Ana Buceta, Anahir y Tomy reconocen que ser mujer condiciona su carrera

31 mar 2009 . Actualizado a las 11:46 h.

Acaban de dejarse la liga en Gijón, aunque ya parecía una presa complicada. Las chicas de El Olivo intentarán empiezan a pensar en la próxima temporada. «Sabíamos que el Oviedo descendía de Superliga e iba a ser un rival complicado, pero esperábamos dar más guerra de la que le hemos dado», reconoce Anahir, una de las delanteras del cuadro vigués.

«Empecé a jugar porque mis primos, que son todos chicos, no hacían otra cosa. Era una manera de no sentirme sola. Con seis años me metí en un equipo». Fue en La Guía, un club de A Guarda donde Anair se las gastaba de portera. Se movía en un mundo de chicos. «A lo que no me acostumbraba es a la manía que tenían de dar palmadas en el culo durante los partidos». A su lado, Ana Buceta y Tomy se destapan en una carcajada.
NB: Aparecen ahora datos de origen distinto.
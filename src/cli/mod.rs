//! CLI module for the reload watcher.
//!
//! Provides command-line interface parsing and command dispatch.

pub mod args;
pub mod commands;

pub use args::{Cli, Commands};
//! CLI argument parsing using clap.
//!
//! Contains the Cli struct and the Commands enum.

use clap::{
    Parser, Subcommand,
    builder::styling::{AnsiColor, Effects, Styles},
};
use std::path::PathBuf;

fn clap_cargo_style() -> Styles {
    Styles::styled()
        .header(AnsiColor::Cyan.on_default() | Effects::BOLD)
        .usage(AnsiColor::Cyan.on_default() | Effects::BOLD)
        .literal(AnsiColor::Green.on_default())
        .placeholder(AnsiColor::Green.on_default())
}

/// Development-time change watcher with debounced reload
#[derive(Parser, Debug)]
#[command(
    name = "reloadwatch",
    version = env!("CARGO_PKG_VERSION"),
    about = "Rebuild on change, reload once per burst",
    long_about = "Watch a project tree, run the handlers that own each changed file, \
                  and fire one debounced reload per burst of edits.",
    next_line_help = true,
    styles = clap_cargo_style(),
)]
pub struct Cli {
    /// Path to custom settings.toml file
    #[arg(short, long, global = true)]
    pub config: Option<PathBuf>,

    #[command(subcommand)]
    pub command: Commands,
}

#[derive(Subcommand, Debug)]
pub enum Commands {
    /// Set up .reloadwatch directory with a default settings file
    Init {
        /// Force overwrite existing configuration
        #[arg(short, long)]
        force: bool,
    },

    /// Watch the project and reload on change
    #[command(
        after_help = "Examples:\n  reloadwatch watch\n  reloadwatch watch --root ./app --debounce-ms 80\n  reloadwatch watch --exclude vendor --exclude dist"
    )]
    Watch {
        /// Project root (overrides config)
        #[arg(short, long)]
        root: Option<PathBuf>,

        /// Content-debounce window in milliseconds (overrides config)
        #[arg(long)]
        debounce_ms: Option<u64>,

        /// Quiet period before a reload fires, in milliseconds (overrides config)
        #[arg(long)]
        reload_delay_ms: Option<u64>,

        /// Additional path segment to exclude (repeatable)
        #[arg(short, long = "exclude", value_name = "NAME")]
        exclude: Vec<String>,
    },

    /// Display active settings
    Config,
}

#[cfg(test)]
mod tests {
    use super::*;

    #[test]
    fn test_watch_overrides_parse() {
        let cli = Cli::try_parse_from([
            "reloadwatch",
            "watch",
            "--root",
            "/srv/app",
            "--debounce-ms",
            "80",
            "--exclude",
            "vendor",
            "--exclude",
            "dist",
        ])
        .unwrap();

        match cli.command {
            Commands::Watch {
                root,
                debounce_ms,
                reload_delay_ms,
                exclude,
            } => {
                assert_eq!(root, Some(PathBuf::from("/srv/app")));
                assert_eq!(debounce_ms, Some(80));
                assert_eq!(reload_delay_ms, None);
                assert_eq!(exclude, vec!["vendor", "dist"]);
            }
            other => panic!("unexpected command: {other:?}"),
        }
    }

    #[test]
    fn test_global_config_flag() {
        let cli = Cli::try_parse_from(["reloadwatch", "init", "--force", "-c", "alt.toml"]).unwrap();
        assert_eq!(cli.config, Some(PathBuf::from("alt.toml")));
        assert!(matches!(cli.command, Commands::Init { force: true }));
    }
}
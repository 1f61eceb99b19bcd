//! Tracing setup and the `[component] event: detail` log macros.
//!
//! Levels come from the `[logging]` table; a set `RUST_LOG` replaces them
//! entirely:
//!
//! ```toml
//! [logging]
//! default = "warn"
//!
//! [logging.modules]
//! "reloadwatch::watcher" = "debug"
//! ```

use std::sync::Once;

use tracing_subscriber::fmt::format::Writer;
use tracing_subscriber::fmt::time::FormatTime;
use tracing_subscriber::layer::SubscriberExt;
use tracing_subscriber::util::SubscriberInitExt;
use tracing_subscriber::{EnvFilter, Layer};

use crate::config::LoggingConfig;

static INIT: Once = Once::new();

/// Wall-clock `HH:MM:SS.mmm`.
struct ClockTime;

impl FormatTime for ClockTime {
    fn format_time(&self, w: &mut Writer<'_>) -> std::fmt::Result {
        write!(w, "{}", chrono::Local::now().format("%H:%M:%S%.3f"))
    }
}

/// `default,module=level,...` from the `[logging]` table.
pub fn filter_directives(config: &LoggingConfig) -> String {
    config
        .modules
        .iter()
        .fold(config.default.clone(), |mut directives, (module, level)| {
            directives.push_str(&format!(",{module}={level}"));
            directives
        })
}

/// Directives actually applied: `RUST_LOG` when set, else the config.
fn effective_directives(config: &LoggingConfig, rust_log: Option<String>) -> String {
    rust_log.unwrap_or_else(|| filter_directives(config))
}

/// Install the global subscriber. Later calls are no-ops.
pub fn init_with_config(config: &LoggingConfig) {
    INIT.call_once(|| {
        let directives = effective_directives(config, std::env::var("RUST_LOG").ok());
        let filter = EnvFilter::try_new(&directives)
            .unwrap_or_else(|_| EnvFilter::new(filter_directives(&LoggingConfig::default())));

        let layer = tracing_subscriber::fmt::layer()
            .with_target(false)
            .with_timer(ClockTime)
            .with_filter(filter);

        tracing_subscriber::registry().with(layer).init();
    });
}

/// `info!` as `[component] event` or `[component] event: detail`.
///
/// ```ignore
/// log_event!("reload", "fired");
/// log_event!("dispatch", "handled", "{} by {}", path.display(), name);
/// ```
#[macro_export]
macro_rules! log_event {
    ($component:expr, $event:expr) => {
        tracing::info!("[{}] {}", $component, $event)
    };
    ($component:expr, $event:expr, $($arg:tt)*) => {
        tracing::info!("[{}] {}: {}", $component, $event, format!($($arg)*))
    };
}

/// Same shape as [`log_event!`] at debug level.
#[macro_export]
macro_rules! debug_event {
    ($component:expr, $event:expr) => {
        tracing::debug!("[{}] {}", $component, $event)
    };
    ($component:expr, $event:expr, $($arg:tt)*) => {
        tracing::debug!("[{}] {}: {}", $component, $event, format!($($arg)*))
    };
}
Entre las tres suman 39 goles. Son las máximas artilleras del equipo que dirige Jose Estévez. Buceta, con sus quince, se ha convertido en una referencia para la selección española sub-17. «Allí es todo muy diferente, más ordenado, hay otra disciplina y te enseñan de otro modo», reconoce. En la liga actual ha sumado quince dianas, pese a que su posición natural está en el centro del campo.
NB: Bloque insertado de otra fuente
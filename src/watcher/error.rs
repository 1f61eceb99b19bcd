//! Error types for the reload watcher.

use std::path::PathBuf;
use thiserror::Error;

/// Errors from watcher operations.
#[derive(Error, Debug)]
pub enum WatchError {
    #[error("Failed to initialize watcher: {reason}")]
    InitFailed { reason: String },

    #[error("Cannot watch path {path}: {reason}")]
    PathWatchFailed { path: PathBuf, reason: String },

    #[error("File system event error: {details}")]
    EventError { details: String },

    #[error("Handler '{handler}' failed for {path}: {reason}")]
    HandlerFailed {
        handler: String,
        path: PathBuf,
        reason: String,
    },

    #[error("Reload action failed: {reason}")]
    ReloadFailed { reason: String },

    #[error("Folder event failed for {path}: {reason}")]
    FolderEventFailed { path: PathBuf, reason: String },

    #[error("Cannot resolve ownership of {path}: {reason}")]
    OwnershipUnresolved { path: PathBuf, reason: String },

    #[error("Channel closed unexpectedly")]
    ChannelClosed,
}

impl From<notify::Error> for WatchError {
    fn from(e: notify::Error) -> Self {
        WatchError::InitFailed {
            reason: e.to_string(),
        }
    }
}
//! reloadwatch CLI entry point.

use std::path::Path;

use clap::Parser;
use reloadwatch::cli::commands::{init, watch};
use reloadwatch::cli::{Cli, Commands};
use reloadwatch::{Settings, logging};

/// Load settings from `--config` or the workspace, then start logging.
fn load_settings(config: Option<&Path>) -> anyhow::Result<Settings> {
    let settings = match config {
        Some(path) => Settings::load_from(path),
        None => Settings::load(),
    }
    .map_err(|e| anyhow::anyhow!("Configuration error: {e}"))?;

    logging::init_with_config(&settings.logging);
    Ok(settings)
}

#[tokio::main]
async fn main() -> anyhow::Result<()> {
    let cli = Cli::parse();

    match cli.command {
        Commands::Init { force } => init::run_init(force)?,
        Commands::Config => {
            let settings = load_settings(cli.config.as_deref())?;
            init::run_config(&settings)?;
        }
        Commands::Watch {
            root,
            debounce_ms,
            reload_delay_ms,
            exclude,
        } => {
            let settings = load_settings(cli.config.as_deref())?;
            let overrides = watch::WatchOverrides {
                root,
                debounce_ms,
                reload_delay_ms,
                exclude,
            };
            watch::run_watch(settings, overrides).await?;
        }
    }

    Ok(())
}
//! Segment-wise path exclusion.
//!
//! A path is excluded when any of its segments is hidden (starts with `.`)
//! or exactly equals one of the configured names. Both `/` and `\` are
//! treated as separators regardless of host platform.

use std::collections::HashSet;
use std::path::Path;

/// Pure predicate over paths.
#[derive(Debug, Clone, Default)]
pub struct ExclusionFilter {
    names: HashSet<String>,
}

impl ExclusionFilter {
    /// Create a filter from excluded segment names.
    pub fn new<I, S>(names: I) -> Self
    where
        I: IntoIterator<Item = S>,
        S: Into<String>,
    {
        Self {
            names: names
                .into_iter()
                .map(Into::into)
                .filter(|name: &String| !name.is_empty())
                .collect(),
        }
    }

    /// Add more excluded names (e.g. files a handler writes itself).
    pub fn extend<I, S>(&mut self, names: I)
    where
        I: IntoIterator<Item = S>,
        S: Into<String>,
    {
        self.names.extend(
            names
                .into_iter()
                .map(Into::into)
                .filter(|name: &String| !name.is_empty()),
        );
    }

    /// Check whether a path lies in an ignored location.
    pub fn is_excluded(&self, path: &Path) -> bool {
        self.is_excluded_str(&path.to_string_lossy())
    }

    /// String form of [`is_excluded`](Self::is_excluded); accepts either
    /// separator style.
    pub fn is_excluded_str(&self, path: &str) -> bool {
        path.split(['/', '\\'])
            .filter(|segment| !segment.is_empty() && *segment != "." && *segment != "..")
            .any(|segment| segment.starts_with('.') || self.names.contains(segment))
    }

    pub fn names(&self) -> impl Iterator<Item = &str> {
        self.names.iter().map(String::as_str)
    }
}
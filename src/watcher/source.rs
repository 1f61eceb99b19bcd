//! Notification sources feeding the event loop.
//!
//! A source exposes two streams (events and errors) plus the ability to add
//! directories to observation. [`NotifySource`] backs this with
//! `notify::RecommendedWatcher`; tests substitute their own implementation.

use std::path::Path;

use notify::event::ModifyKind;
use notify::{Event, RecursiveMode, Watcher};
use tokio::sync::mpsc;
use tokio::sync::mpsc::error::TrySendError;

use super::WatchError;
use super::event::{EventKind, WatchEvent};

/// Something that can be told which directories to observe.
pub trait NotificationSource: Send {
    /// Add a directory to observation. Registering the same path twice
    /// must be harmless.
    fn watch(&mut self, path: &Path) -> Result<(), WatchError>;

    /// Stop observing. Event and error streams close once the source is gone.
    fn close(&mut self);
}

/// Receiving halves of a notification source.
#[derive(Debug)]
pub struct EventStream {
    pub events: mpsc::Receiver<WatchEvent>,
    pub errors: mpsc::Receiver<WatchError>,
}

impl EventStream {
    /// Create a stream with its sending halves.
    pub fn channel(buffer: usize) -> (EventSender, Self) {
        let (event_tx, events) = mpsc::channel(buffer);
        let (error_tx, errors) = mpsc::channel(buffer);
        (
            EventSender {
                events: event_tx,
                errors: error_tx,
            },
            Self { events, errors },
        )
    }
}

/// Sending halves of an [`EventStream`].
#[derive(Debug, Clone)]
pub struct EventSender {
    pub events: mpsc::Sender<WatchEvent>,
    pub errors: mpsc::Sender<WatchError>,
}

impl EventSender {
    /// Forward a raw notify result, splitting multi-path events.
    ///
    /// Runs on notify's callback thread and must never block: on inotify,
    /// `watch()` from the event loop waits for that same thread. A full
    /// queue drops the event and reports an overflow instead.
    fn forward(&self, res: notify::Result<Event>) {
        match res {
            Ok(event) => {
                let Some(kind) = map_kind(&event.kind) else {
                    return;
                };
                for path in event.paths {
                    match self.events.try_send(WatchEvent::new(path, kind)) {
                        Ok(()) => {}
                        Err(TrySendError::Full(dropped)) => self.report(WatchError::EventError {
                            details: format!(
                                "event queue overflow, dropped {} {}",
                                dropped.kind,
                                dropped.path.display()
                            ),
                        }),
                        // Receiver gone means the loop already stopped.
                        Err(TrySendError::Closed(_)) => return,
                    }
                }
            }
            Err(e) => self.report(WatchError::EventError {
                details: e.to_string(),
            }),
        }
    }

    fn report(&self, error: WatchError) {
        // A full error queue already tells the loop it is behind.
        let _ = self.errors.try_send(error);
    }
}

/// Map notify's event taxonomy onto create/write/remove/rename.
fn map_kind(kind: &notify::EventKind) -> Option<EventKind> {
    match kind {
        notify::EventKind::Create(_) => Some(EventKind::Create),
        notify::EventKind::Modify(ModifyKind::Name(_)) => Some(EventKind::Rename),
        notify::EventKind::Modify(ModifyKind::Metadata(_)) => None,
        notify::EventKind::Modify(_) => Some(EventKind::Write),
        notify::EventKind::Remove(_) => Some(EventKind::Remove),
        _ => None,
    }
}

/// OS-backed source using `notify::RecommendedWatcher` in non-recursive mode.
pub struct NotifySource {
    watcher: Option<notify::RecommendedWatcher>,
}

impl NotifySource {
    /// Create the OS watcher and its event stream.
    pub fn new(buffer: usize) -> Result<(Self, EventStream), WatchError> {
        let (sender, stream) = EventStream::channel(buffer);

        let watcher = notify::recommended_watcher(move |res: notify::Result<Event>| {
            sender.forward(res);
        })?;

        Ok((
            Self {
                watcher: Some(watcher),
            },
            stream,
        ))
    }
}

impl NotificationSource for NotifySource {
    fn watch(&mut self, path: &Path) -> Result<(), WatchError> {
        let watcher = self.watcher.as_mut().ok_or(WatchError::ChannelClosed)?;
        watcher
            .watch(path, RecursiveMode::NonRecursive)
            .map_err(|e| WatchError::PathWatchFailed {
                path: path.to_path_buf(),
                reason: e.to_string(),
            })
    }

    fn close(&mut self) {
        // Dropping the watcher drops the sender inside its callback.
        self.watcher.take();
    }
}
//! TOML configuration for the aggregator.

use anyhow::{ensure, Context, Result};
use serde::Deserialize;
use std::fs;
use std::time::Duration;

#[derive(Debug, Clone, Deserialize)]
pub struct Config {
    pub labels: Labels,
    pub logging: Logging,
    pub telemetry: Telemetry,
    pub targets: Targets,
    pub web_api: WebApi,
    #[serde(default)]
    pub commands: Commands,
}

#[derive(Debug, Clone, Deserialize)]
pub struct Labels {
    pub environment: String,
    pub service: String,
}

#[derive(Debug, Clone, Deserialize)]
pub struct Logging {
    pub level: String,
}

#[derive(Debug, Clone, Deserialize)]
pub struct Telemetry {
    /// Seconds between reconnect attempts after a failed dial.
    pub retry_interval: u64,
    /// Deadline in seconds for raw TCP connect/read/write against a device.
    #[serde(default = "default_read_timeout")]
    pub read_timeout: u64,
}

fn default_read_timeout() -> u64 {
    5
}

/// Parallel arrays, one entry per device; validated to be equal length.
#[derive(Debug, Clone, Deserialize)]
pub struct Targets {
    pub hosts: Vec<String>,
    pub ports: Vec<u16>,
    pub frequencies: Vec<u64>,
}

#[derive(Debug, Clone, Deserialize)]
pub struct WebApi {
    pub base_url: String,
    /// Seconds before an ingestion HTTP call is abandoned.
    pub timeout: u64,
}

#[derive(Debug, Clone, Deserialize)]
pub struct Commands {
    /// Seconds between command-dispatch ticks, independent of poll
    /// frequencies.
    #[serde(default = "default_command_interval")]
    pub interval: u64,
}

impl Default for Commands {
    fn default() -> Self {
        Self {
            interval: default_command_interval(),
        }
    }
}

fn default_command_interval() -> u64 {
    5
}

/// One configured device: its address and how often to poll it. Immutable
/// for the process lifetime.
#[derive(Debug, Clone, PartialEq, Eq)]
pub struct HostTarget {
    pub host: String,
    pub port: u16,
    pub frequency: Duration,
}

impl HostTarget {
    /// `host:port`, the device identity used for dialing and command
    /// listing.
    pub fn addr(&self) -> String {
        format!("{}:{}", self.host, self.port)
    }
}

impl Config {
    pub fn load(path: &str) -> Result<Config> {
        let contents = fs::read_to_string(path).with_context(|| format!("reading {path}"))?;
        let cfg: Config = toml::from_str(&contents).context("parsing config")?;
        cfg.validate()?;
        Ok(cfg)
    }

    fn validate(&self) -> Result<()> {
        ensure!(
            !self.labels.environment.is_empty(),
            "labels.environment must not be empty"
        );
        ensure!(
            !self.labels.service.is_empty(),
            "labels.service must not be empty"
        );
        ensure!(
            !self.logging.level.is_empty(),
            "logging.level must not be empty"
        );
        ensure!(
            self.telemetry.retry_interval > 0,
            "telemetry.retry_interval must be positive"
        );
        ensure!(
            self.telemetry.read_timeout > 0,
            "telemetry.read_timeout must be positive"
        );
        ensure!(!self.targets.hosts.is_empty(), "targets.hosts must not be empty");
        ensure!(
            self.targets.hosts.len() == self.targets.ports.len(),
            "targets.hosts and targets.ports must be equal in length"
        );
        ensure!(
            self.targets.hosts.len() == self.targets.frequencies.len(),
            "targets.hosts and targets.frequencies must be equal in length"
        );
        ensure!(
            self.targets.frequencies.iter().all(|f| *f > 0),
            "targets.frequencies must all be positive"
        );
        ensure!(
            !self.web_api.base_url.is_empty(),
            "web_api.base_url must not be empty"
        );
        ensure!(self.web_api.timeout > 0, "web_api.timeout must be positive");
        ensure!(
            self.commands.interval > 0,
            "commands.interval must be positive"
        );
        Ok(())
    }

    /// The configured devices, in configuration order.
    pub fn targets(&self) -> Vec<HostTarget> {
        self.targets
            .hosts
            .iter()
            .zip(&self.targets.ports)
            .zip(&self.targets.frequencies)
            .map(|((host, port), frequency)| HostTarget {
                host: host.clone(),
                port: *port,
                frequency: Duration::from_secs(*frequency),
            })
            .collect()
    }
}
Ana se colaba en el césped del Alondras durante el tiempo de descanso. Mientras su hermano escuchaba los consejos del técnico, ella buscaba hazañas con la pelota. Ahora parte, de nuevo con la selección, hacia Bélgica. Allí se enfrentará a las locales, Inglaterra y la República Checa. «¡Qué envidia das!», le dice Anair. Ella estuvo en un par de convocatorias pero no llego a debutar. Cree que no volverá. «No siempre se está de acuerdo con el entrenador y yo para eso soy muy cabezona».

A Tomy le llaman así por su pueblo. Es de Tomiño. Un día, el director deportivo de El Olivo se la encontró en la calle. «Estaba con mi padre en un parque dando toques, me vio Quique Cons y me preguntó si quería probar. Al momento le dije que sí». Empezó en el fútbol sala y ahora suma once goles con El Olivo. Cuatro los marcó la semana pasada. «En tema de celos sí es cierto que podemos ser peores que los chicos», admite entre risas.
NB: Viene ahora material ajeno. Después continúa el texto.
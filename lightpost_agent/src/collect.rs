//! Local metric collection over persistent sysinfo handles.

use lightpost_proto::metrics::{now_rfc3339, render_payload};
use std::sync::Arc;
use sysinfo::{Disks, MemoryRefreshKind, RefreshKind, System};
use tokio::sync::Mutex;

/// Shared sysinfo handles; kept alive across connections so refreshes stay
/// cheap. Cloning shares the same handles.
#[derive(Clone)]
pub struct Collector {
    sys: Arc<Mutex<System>>,
    disks: Arc<Mutex<Disks>>,
}

impl Default for Collector {
    fn default() -> Self {
        Self::new()
    }
}

impl Collector {
    pub fn new() -> Self {
        let refresh = RefreshKind::nothing().with_memory(MemoryRefreshKind::everything());
        let sys = System::new_with_specifics(refresh);
        let mut disks = Disks::new();
        disks.refresh(true);
        Self {
            sys: Arc::new(Mutex::new(sys)),
            disks: Arc::new(Mutex::new(disks)),
        }
    }

    /// Render the current snapshot as framed payload text, stamped once for
    /// the whole batch.
    pub async fn payload(&self) -> String {
        let pairs = self.sample().await;
        render_payload(&pairs, &now_rfc3339())
    }

    async fn sample(&self) -> Vec<(String, String)> {
        let mut pairs = Vec::with_capacity(3);

        pairs.push(("uptime".to_string(), System::uptime().to_string()));

        let memory_used = {
            let mut sys = self.sys.lock().await;
            sys.refresh_memory();
            let total = sys.total_memory().max(1);
            let used = total.saturating_sub(sys.available_memory());
            used as f64 / total as f64 * 100.0
        };
        pairs.push(("memory_used".to_string(), format!("{memory_used:.2}")));

        // Usage of the largest mount stands in for "the disk".
        let disk_used = {
            let mut disks = self.disks.lock().await;
            disks.refresh(true);
            disks
                .list()
                .iter()
                .filter(|d| d.total_space() > 0)
                .max_by_key(|d| d.total_space())
                .map(|d| {
                    let total = d.total_space() as f64;
                    (total - d.available_space() as f64) / total * 100.0
                })
        };
        if let Some(disk_used) = disk_used {
            pairs.push(("disk_used".to_string(), format!("{disk_used:.2}")));
        }

        pairs
    }
}
//! Entry point for the lightpost aggregator: one poller task per configured
//! device plus the command dispatcher, all stopped together on Ctrl-C.

use anyhow::Context;
use lightpost::{config, dispatch, ingest, poller};
use std::env;
use std::sync::Arc;
use std::time::Duration;
use tokio::sync::watch;
use tracing_subscriber::EnvFilter;

#[tokio::main]
async fn main() -> anyhow::Result<()> {
    let path = env::args()
        .nth(1)
        .unwrap_or_else(|| "config.toml".to_string());
    let cfg = config::Config::load(&path).with_context(|| format!("loading config from {path}"))?;

    let filter = EnvFilter::try_from_default_env()
        .unwrap_or_else(|_| EnvFilter::new(cfg.logging.level.clone()));
    tracing_subscriber::fmt().with_env_filter(filter).init();

    tracing::info!(
        service = %cfg.labels.service,
        environment = %cfg.labels.environment,
        "starting aggregator"
    );

    let ingest = Arc::new(
        ingest::IngestClient::new(
            &cfg.web_api.base_url,
            Duration::from_secs(cfg.web_api.timeout),
        )
        .context("building ingestion client")?,
    );

    let retry_interval = Duration::from_secs(cfg.telemetry.retry_interval);
    let read_timeout = Duration::from_secs(cfg.telemetry.read_timeout);
    let (shutdown_tx, shutdown_rx) = watch::channel(false);

    let mut tasks = Vec::new();
    for target in cfg.targets() {
        tracing::info!(host = %target.addr(), frequency = ?target.frequency, "starting poller");
        let host_poller = poller::Poller::new(
            target,
            Arc::clone(&ingest),
            retry_interval,
            read_timeout,
        );
        tasks.push(tokio::spawn(
            host_poller.run(poller::TcpDialer, shutdown_rx.clone()),
        ));
    }

    let dispatcher = dispatch::CommandDispatcher::new(
        cfg.targets(),
        Arc::clone(&ingest),
        Duration::from_secs(cfg.commands.interval),
        read_timeout,
    );
    tasks.push(tokio::spawn(dispatcher.run(shutdown_rx)));

    tokio::signal::ctrl_c().await?;
    tracing::info!("shutting down");
    let _ = shutdown_tx.send(true);
    for task in tasks {
        let _ = task.await;
    }
    Ok(())
}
Las chicas se quejan de la falta de apoyos. «Vienen a vernos los padres y amigos, allí no aparece nadie más». El Oviedo, su principal rival, junta a cientos de personas. «Nuestro club es una federación de peñas y a veces falta organización», añade Tomy. El resto confirma. De momento seguirán, pero el final se ve cerca. «Esto no da dinero y tienes que buscarte la vida por otro lado, es difícil compaginarlo», reconoce Anair. «¡Imagínate si me quedo embarazada»!, reflexiona Buceta en alto. «Tú no tienes edad para eso», le contestan. Pero la tendrá. Un gol a la vida les dejaría en fuera de juego.